Moore illustrates how Bolshevism is spread via "trifles", little bits of seemingly unimportant details which were disseminated via numerous innocuous channels.

Moore concludes by opining that the American mission to Siberia was ill-fated as it did not have a firm policy toward the various factions which were vying for supremacy. He suggested that this ambivalence created an environment where the United States was disliked by both the Bolsheviki and anti-Bolsheviki alike.

== Critical review ==
At the time of its release, the book was generally lauded for its insights into life in Siberia rather than an historical account of the times.

New-York Tribune: "The book is impressionistic, rather than historical; the author only incidentally mentions the political and military events that took place during his sojourn.
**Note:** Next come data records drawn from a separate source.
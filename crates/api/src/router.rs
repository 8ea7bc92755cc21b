//! Shared application router builder.
//!
//! Provides [`build_app_router`] so both the production binary (`main.rs`)
//! and integration tests (`tests/common/mod.rs`) use the exact same middleware
//! stack.

use std::time::Duration;

use axum::http::header::{ACCEPT, CONTENT_TYPE};
use axum::http::{HeaderName, Method, StatusCode};
use axum::Router;
use tower_http::catch_panic::CatchPanicLayer;
use tower_http::cors::CorsLayer;
use tower_http::request_id::{MakeRequestUuid, PropagateRequestIdLayer, SetRequestIdLayer};
use tower_http::services::ServeDir;
use tower_http::timeout::TimeoutLayer;
use tower_http::trace::{DefaultMakeSpan, DefaultOnResponse, TraceLayer};
use tracing::Level;

use crate::config::ServerConfig;
use crate::routes;
use crate::state::AppState;

/// Build the full application [`Router`] with all middleware layers.
///
/// Stored photos are served read-only from `config.storage_root` under
/// `/storage`, matching the URLs produced by `RosterKind::image_url`.
///
/// The middleware stack is applied bottom-up:
///
/// 1. CORS
/// 2. Set request ID on incoming requests
/// 3. Structured request/response tracing
/// 4. Propagate request ID to response
/// 5. Request timeout
/// 6. Panic recovery (catch panics, return 500)
pub fn build_app_router(state: AppState, config: &ServerConfig) -> Router {
    let cors = build_cors_layer(config);
    let request_id_header = HeaderName::from_static("x-request-id");

    Router::new()
        // Health check at root level (not under /api).
        .merge(routes::health::router())
        .nest("/api", routes::api_routes(config))
        .nest_service("/storage", ServeDir::new(&config.storage_root))
        // -- Middleware stack (applied bottom-up) --
        .layer(CatchPanicLayer::new())
        .layer(TimeoutLayer::with_status_code(
            StatusCode::REQUEST_TIMEOUT,
            Duration::from_secs(config.request_timeout_secs),
        ))
        .layer(PropagateRequestIdLayer::new(request_id_header.clone()))
        .layer(
            TraceLayer::new_for_http()
                .make_span_with(DefaultMakeSpan::new().level(Level::INFO))
                .on_response(DefaultOnResponse::new().level(Level::INFO)),
        )
        .layer(SetRequestIdLayer::new(request_id_header, MakeRequestUuid))
        .layer(cors)
        .with_state(state)
}

/// Build the CORS middleware layer from server configuration.
///
/// Panics at startup if any configured origin is invalid.
pub fn build_cors_layer(config: &ServerConfig) -> CorsLayer {
    let origins: Vec<_> = config
        .cors_origins
        .iter()
        .map(|o| {
            o.parse()
                .unwrap_or_else(|e| panic!("Invalid CORS origin '{o}': {e}"))
        })
        .collect();

    CorsLayer::new()
        .allow_origin(origins)
        .allow_methods([
            Method::GET,
            Method::POST,
            Method::PUT,
            Method::PATCH,
            Method::DELETE,
        ])
        .allow_headers([CONTENT_TYPE, ACCEPT])
        .max_age(Duration::from_secs(3600))
}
He relates his experiences with spirit and vividness."

Evening Star: "A full experience, keen observation, a good background of political and military knowledge to give value to impressions meet the spirit manner of this writer to form a highly informing and interesting study of the Siberian situation."

San Francisco Chronicle: "Moore's book is interesting, though, of course, all he saw of Siberia was railroad towns and what was visible from right of ways. But he does not pretend to describe anything more, and he found plenty of incident to use."

Indianapolis News: "Amid all the tangle of reports and discussions on the Russian situation, it is a pleasure to come upon such a clear, concise and interesting book as "Siberia Today."